Heart Rate Variability
The validation reports for this parameter is available on request:
HEART RATE VARIABILITY
Heart rate (HR) refers to the number of heartbeats per minute. Heart Rate Variability (HRV) is the variation in the time intervals between consecutive heartbeats (RR intervals – RRi). HRV is generated by the interactions between the heart and brain and autonomic nervous system processes. HRV helps the body adapt to environmental and psychological challenges, reflecting the regulation of autonomic balance, blood pressure, blood vessel diameter, gas exchange, gut, and heart functions.
A healthy heart does not beat at constant intervals but exhibits small variances between beats. This variability allows the heart to adapt rapidly to an uncertain and changing environment. Physical or emotional stress results in faster, more monotonic heartbeats, reducing HRV. Conversely, relaxation leads to slower, less regular heartbeats and higher HRV. Normal HRV is associated with a lower risk of developing depression and post-traumatic stress disorder. Additionally, decreased HRV has been identified as an independent predictor of cardiovascular and overall mortality. Thus, HRV is a noninvasive method for evaluating autonomic nervous system activity and physical and emotional status in various clinical situations.

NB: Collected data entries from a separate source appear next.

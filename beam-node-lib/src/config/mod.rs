//! Local node identity configuration: name, cookie, and the handful of
//! connection defaults a deployment wants to pin down rather than pass at
//! every call site.

mod loader;

pub use loader::load_from_path;

use serde::{Deserialize, Serialize};

/// Everything needed to stand up a [`crate::node::Node`].
#[derive(Debug, Clone, PartialEq, Serialize, Deserialize)]
pub struct NodeConfig {
    /// This node's distribution name, e.g. `client@127.0.0.1`.
    pub name: String,
    /// The shared secret both ends must present.
    pub cookie: String,
    /// Milliseconds to wait for a connect handshake before giving up.
    #[serde(default = "default_connect_timeout_ms")]
    pub connect_timeout_ms: u64,
    /// Capacity of the bounded, drop-oldest broadcast channel handed to raw
    /// message subscribers.
    #[serde(default = "default_subscriber_capacity")]
    pub subscriber_capacity: usize,
}

fn default_connect_timeout_ms() -> u64 {
    5_000
}

fn default_subscriber_capacity() -> usize {
    256
}

impl NodeConfig {
    pub fn new(name: impl Into<String>, cookie: impl Into<String>) -> Self {
        Self {
            name: name.into(),
            cookie: cookie.into(),
            connect_timeout_ms: default_connect_timeout_ms(),
            subscriber_capacity: default_subscriber_capacity(),
        }
    }
}

#[cfg(test)]
mod tests {
    use super::*;

    #[test]
    fn defaults_fill_in_when_toml_omits_them() {
        let cfg: NodeConfig = toml::from_str(
            r#"
            name = "client@127.0.0.1"
            cookie = "secret"
            "#,
        )
        .unwrap();
        assert_eq!(cfg.name, "client@127.0.0.1");
        assert_eq!(cfg.connect_timeout_ms, default_connect_timeout_ms());
        assert_eq!(cfg.subscriber_capacity, default_subscriber_capacity());
    }
}
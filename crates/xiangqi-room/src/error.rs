//! Error types for the room layer.
//!
//! Each variant's `Display` text is the literal message a client sees in
//! an `error` event — these are precondition failures (§7 category 2),
//! not unexpected internal faults.

use xiangqi_protocol::RoomId;

#[derive(Debug, Clone, thiserror::Error)]
pub enum RoomError {
    #[error("Room not found")]
    NotFound,

    #[error("Incorrect password")]
    IncorrectPassword,

    #[error("You are not a player in any room")]
    NotAPlayerInRoom,

    #[error("Need 2 players to make moves")]
    NeedTwoPlayersToMove,

    #[error("Only room owner can start the game")]
    OnlyOwnerCanStart,

    #[error("Need 2 players to start game")]
    NeedTwoPlayersToStart,

    #[error("You are not a room owner or not in any room")]
    NotOwnerOrNotInRoom,

    #[error("Target user not in room")]
    TargetNotMember,

    #[error("Failed to change role")]
    RoleChangeFailed,

    #[error("Failed to kick member")]
    KickFailed,

    #[error("Only room owner can mute members")]
    OnlyOwnerCanMute,

    #[error("Only room owner can unmute members")]
    OnlyOwnerCanUnmute,

    #[error("Failed to mute member")]
    MuteFailed,

    #[error("Failed to unmute member")]
    UnmuteFailed,

    #[error("Not in any room")]
    NotInRoom,

    /// The room actor's command channel is closed — the room is gone.
    #[error("room {0} is unavailable")]
    Unavailable(RoomId),
}
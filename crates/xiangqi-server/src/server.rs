//! `XiangqiServer` builder and accept loop.
//!
//! Ties the layers together: transport → protocol → hub. One process, one
//! `SessionHub`, any number of connections — mirrors the single in-memory
//! server the wire protocol was distilled from, just split across Tokio
//! tasks instead of a single asyncio event loop.

use std::sync::Arc;

use tokio::sync::Mutex;
use xiangqi_transport::{Transport, WebSocketTransport};

use crate::handler::handle_connection;
use crate::hub::SessionHub;
use crate::ServerError;

/// Default bind address, matching the original server's `0.0.0.0:8767`.
pub const DEFAULT_BIND_ADDR: &str = "0.0.0.0:8767";

/// Builder for configuring and starting a Xiangqi server.
pub struct XiangqiServerBuilder {
    bind_addr: String,
}

impl XiangqiServerBuilder {
    pub fn new() -> Self {
        Self {
            bind_addr: DEFAULT_BIND_ADDR.to_string(),
        }
    }

    pub fn bind(mut self, addr: &str) -> Self {
        self.bind_addr = addr.to_string();
        self
    }

    pub async fn build(self) -> Result<XiangqiServer, ServerError> {
        let transport = WebSocketTransport::bind(&self.bind_addr).await?;
        Ok(XiangqiServer {
            transport,
            hub: Arc::new(Mutex::new(SessionHub::new())),
        })
    }
}

impl Default for XiangqiServerBuilder {
    fn default() -> Self {
        Self::new()
    }
}

/// A running Xiangqi server.
pub struct XiangqiServer {
    transport: WebSocketTransport,
    hub: Arc<Mutex<SessionHub>>,
}

impl XiangqiServer {
    pub fn builder() -> XiangqiServerBuilder {
        XiangqiServerBuilder::new()
    }

    pub fn local_addr(&self) -> std::io::Result<std::net::SocketAddr> {
        self.transport.local_addr()
    }

    /// Runs the accept loop: one task per connection, until the process is
    /// terminated.
    pub async fn run(mut self) -> Result<(), ServerError> {
        tracing::info!("xiangqi server running");

        loop {
            match self.transport.accept().await {
                Ok(conn) => {
                    let hub = Arc::clone(&self.hub);
                    tokio::spawn(async move {
                        handle_connection(conn, hub).await;
                    });
                }
                Err(e) => {
                    tracing::error!(error = %e, "accept failed");
                }
            }
        }
    }
}
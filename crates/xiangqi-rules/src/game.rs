use serde::{Deserialize, Serialize};

use crate::board::{initial_board, Board, Color};
use crate::error::MoveError;
use crate::moves::validate_move;

#[derive(Debug, Clone, Copy, PartialEq, Eq, Serialize, Deserialize)]
#[serde(rename_all = "lowercase")]
pub enum GameStatus {
    Waiting,
    Playing,
    Finished,
}

/// A single game in progress: board, whose turn it is, and terminal state.
///
/// Checkmate/stalemate detection is intentionally out of scope — the only
/// terminal condition this engine recognizes is a captured king.
#[derive(Debug, Clone, Serialize, Deserialize)]
pub struct Game {
    pub board: Board,
    pub current_player: Color,
    pub status: GameStatus,
    pub winner: Option<Color>,
}

/// Outcome of a successfully applied move: the new turn and, if the move
/// ended the game, the winner.
#[derive(Debug, Clone, Copy, PartialEq, Eq)]
pub struct ApplyOutcome {
    pub current_player: Color,
    pub status: GameStatus,
    pub winner: Option<Color>,
}

impl Default for Game {
    fn default() -> Self {
        Self::new()
    }
}

impl Game {
    pub fn new() -> Self {
        Self {
            board: initial_board(),
            current_player: Color::Red,
            status: GameStatus::Waiting,
            winner: None,
        }
    }

    /// Validates and, if legal, applies `mover`'s move. On success the
    /// board, turn and terminal state are updated and the outcome is
    /// returned. On rejection the game is left untouched.
    pub fn try_move(
        &mut self,
        mover: Color,
        from_row: i32,
        from_col: i32,
        to_row: i32,
        to_col: i32,
    ) -> Result<ApplyOutcome, MoveError> {
        validate_move(self, mover, from_row, from_col, to_row, to_col)?;

        let (fr, fc, tr, tc) = (
            from_row as usize,
            from_col as usize,
            to_row as usize,
            to_col as usize,
        );
        let piece = self.board.get(fr, fc);
        self.board.set(tr, tc, piece);
        self.board.set(fr, fc, None);
        self.current_player = self.current_player.opposite();

        if self.board.find_king(Color::Red).is_none() {
            self.status = GameStatus::Finished;
            self.winner = Some(Color::Black);
        } else if self.board.find_king(Color::Black).is_none() {
            self.status = GameStatus::Finished;
            self.winner = Some(Color::Red);
        }

        Ok(ApplyOutcome {
            current_player: self.current_player,
            status: self.status,
            winner: self.winner,
        })
    }
}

Our HRV algorithm uses the photoplethysmography (PPG) signal recorded from facial skin tissue (remote PPG - rPPG). The algorithm identifies the heartbeat peaks, representing the contraction of heart ventricles (R peaks of the QRS complex of the ECG wave). RR intervals (RRi) are defined as the difference between successive R peaks, calculated as: RR(n) = R(n) − R(n−1), where n is the beat index number. The variability of RRi is known as Heart Rate Variability (HRV). Our HRV measurements are based on various parameters calculated from RRi values, such as SDNN (msec), which represents the standard deviation of RRi. Accuracy is determined according to the mean RRi.

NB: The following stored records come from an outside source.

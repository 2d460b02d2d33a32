//! Room actor: an isolated Tokio task that owns one Xiangqi game and the
//! membership/chat state around it.
//!
//! Each room runs in its own task, communicating with the outside world
//! through an mpsc channel. This is the actor model: no shared mutable
//! state, just message passing, so every command against a room's state
//! executes as a single atomic step even with many connections hammering
//! the same room concurrently. The actor is also the single place that
//! holds outbound channels to each member, so it performs all sends and
//! broadcasts itself rather than handing events back to a caller to
//! deliver.

use std::collections::HashMap;

use chrono::{DateTime, Utc};
use xiangqi_protocol::{
    ChatEntryView, GameStateView, LastMoveView, MemberView, Role, RoomId, ServerEvent,
};
use xiangqi_rules::{Color, Game, GameStatus};
use xiangqi_transport::ConnectionId;
use tokio::sync::{mpsc, oneshot};

use crate::RoomError;

/// Maximum number of players a room seats; additional joiners become
/// spectators regardless of the role they requested.
const MAX_PLAYERS: usize = 2;

/// A channel for delivering wire events to one connection's handler task.
pub type EventSender = mpsc::UnboundedSender<ServerEvent>;

#[derive(Debug, Clone)]
struct Member {
    username: String,
    role: Role,
    join_time: DateTime<Utc>,
    is_muted: bool,
}

#[derive(Debug, Clone)]
struct ChatEntry {
    username: String,
    message: String,
    timestamp: DateTime<Utc>,
}

#[derive(Debug, Clone)]
struct LastMove {
    from_row: i32,
    from_col: i32,
    to_row: i32,
    to_col: i32,
    player_name: String,
}

/// Outcome of a successful `leave`, telling the manager whether the room
/// must now be torn down.
#[derive(Debug, Clone, Copy)]
pub struct LeaveOutcome {
    pub owner_left: bool,
}

/// A snapshot of room metadata, used for the room list and for nothing
/// else — it carries no membership or game detail.
#[derive(Debug, Clone)]
pub struct RoomInfo {
    pub room_id: RoomId,
    pub room_name: String,
    pub is_private: bool,
    pub player_count: usize,
    pub spectator_count: usize,
    pub status: GameStatus,
}

pub(crate) enum RoomCommand {
    Join {
        connection_id: ConnectionId,
        username: String,
        join_as: Option<Role>,
        password: Option<String>,
        sender: EventSender,
        reply: oneshot::Sender<Result<(), RoomError>>,
    },
    Leave {
        connection_id: ConnectionId,
        reply: oneshot::Sender<Result<LeaveOutcome, RoomError>>,
    },
    Chat {
        connection_id: ConnectionId,
        message: String,
        reply: oneshot::Sender<Result<(), RoomError>>,
    },
    MakeMove {
        connection_id: ConnectionId,
        from_row: i32,
        from_col: i32,
        to_row: i32,
        to_col: i32,
        reply: oneshot::Sender<Result<(), RoomError>>,
    },
    StartGame {
        connection_id: ConnectionId,
        reply: oneshot::Sender<Result<(), RoomError>>,
    },
    ChangeRole {
        caller: ConnectionId,
        target: ConnectionId,
        new_role: Role,
        reply: oneshot::Sender<Result<(), RoomError>>,
    },
    Kick {
        caller: ConnectionId,
        target: ConnectionId,
        reply: oneshot::Sender<Result<(), RoomError>>,
    },
    Mute {
        caller: ConnectionId,
        target: ConnectionId,
        reply: oneshot::Sender<Result<(), RoomError>>,
    },
    Unmute {
        caller: ConnectionId,
        target: ConnectionId,
        reply: oneshot::Sender<Result<(), RoomError>>,
    },
    MemberList {
        caller: ConnectionId,
        reply: oneshot::Sender<Result<(), RoomError>>,
    },
    Info {
        reply: oneshot::Sender<RoomInfo>,
    },
    Shutdown,
}

/// Handle to a running room actor. Cheap to clone — it's just an
/// `mpsc::Sender` wrapper. The `RoomManager` holds one of these per room.
#[derive(Clone)]
pub struct RoomHandle {
    room_id: RoomId,
    sender: mpsc::Sender<RoomCommand>,
}

impl RoomHandle {
    pub fn room_id(&self) -> &RoomId {
        &self.room_id
    }

    async fn call<T>(
        &self,
        build: impl FnOnce(oneshot::Sender<T>) -> RoomCommand,
    ) -> Result<T, RoomError> {
        let (reply_tx, reply_rx) = oneshot::channel();
        self.sender
            .send(build(reply_tx))
            .await
            .map_err(|_| RoomError::Unavailable(self.room_id.clone()))?;
        reply_rx
            .await
            .map_err(|_| RoomError::Unavailable(self.room_id.clone()))
    }

    pub async fn join(
        &self,
        connection_id: ConnectionId,
        username: String,
        join_as: Option<Role>,
        password: Option<String>,
        sender: EventSender,
    ) -> Result<(), RoomError> {
        self.call(|reply| RoomCommand::Join {
            connection_id,
            username,
            join_as,
            password,
            sender,
            reply,
        })
        .await?
    }

    pub async fn leave(&self, connection_id: ConnectionId) -> Result<LeaveOutcome, RoomError> {
        self.call(|reply| RoomCommand::Leave {
            connection_id,
            reply,
        })
        .await?
    }

    pub async fn chat_message(
        &self,
        connection_id: ConnectionId,
        message: String,
    ) -> Result<(), RoomError> {
        self.call(|reply| RoomCommand::Chat {
            connection_id,
            message,
            reply,
        })
        .await?
    }

    pub async fn make_move(
        &self,
        connection_id: ConnectionId,
        from_row: i32,
        from_col: i32,
        to_row: i32,
        to_col: i32,
    ) -> Result<(), RoomError> {
        self.call(|reply| RoomCommand::MakeMove {
            connection_id,
            from_row,
            from_col,
            to_row,
            to_col,
            reply,
        })
        .await?
    }

    pub async fn start_game(&self, connection_id: ConnectionId) -> Result<(), RoomError> {
        self.call(|reply| RoomCommand::StartGame {
            connection_id,
            reply,
        })
        .await?
    }

    pub async fn change_role(
        &self,
        caller: ConnectionId,
        target: ConnectionId,
        new_role: Role,
    ) -> Result<(), RoomError> {
        self.call(|reply| RoomCommand::ChangeRole {
            caller,
            target,
            new_role,
            reply,
        })
        .await?
    }

    pub async fn kick(
        &self,
        caller: ConnectionId,
        target: ConnectionId,
    ) -> Result<(), RoomError> {
        self.call(|reply| RoomCommand::Kick {
            caller,
            target,
            reply,
        })
        .await?
    }

    pub async fn mute(&self, caller: ConnectionId, target: ConnectionId) -> Result<(), RoomError> {
        self.call(|reply| RoomCommand::Mute {
            caller,
            target,
            reply,
        })
        .await?
    }

    pub async fn unmute(
        &self,
        caller: ConnectionId,
        target: ConnectionId,
    ) -> Result<(), RoomError> {
        self.call(|reply| RoomCommand::Unmute {
            caller,
            target,
            reply,
        })
        .await?
    }

    pub async fn member_list(&self, caller: ConnectionId) -> Result<(), RoomError> {
        self.call(|reply| RoomCommand::MemberList { caller, reply })
            .await?
    }

    pub async fn info(&self) -> Result<RoomInfo, RoomError> {
        self.call(|reply| RoomCommand::Info { reply }).await
    }

    pub async fn shutdown(&self) {
        let _ = self.sender.send(RoomCommand::Shutdown).await;
    }
}

struct RoomActor {
    room_id: RoomId,
    room_name: String,
    password: Option<String>,
    owner_name: String,
    owner_connection_id: Option<ConnectionId>,
    created_at: DateTime<Utc>,
    game: Game,
    last_move: Option<LastMove>,
    chat_log: Vec<ChatEntry>,
    members: HashMap<ConnectionId, Member>,
    player_order: Vec<ConnectionId>,
    senders: HashMap<ConnectionId, EventSender>,
    receiver: mpsc::Receiver<RoomCommand>,
}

This report describes the results of a validation experiment comparing our HRV measurements with those of an accurate reference device. The advantage of a non-intrusive, automatic, and accessible method for monitoring these vital signs is clear. Our algorithm uses the PPG signal recorded from facial skin tissue (remote PPG - rPPG). It extracts face video images, produces an rPPG signal, analyzes the data, and provides the end user with real-time vital signs measurements.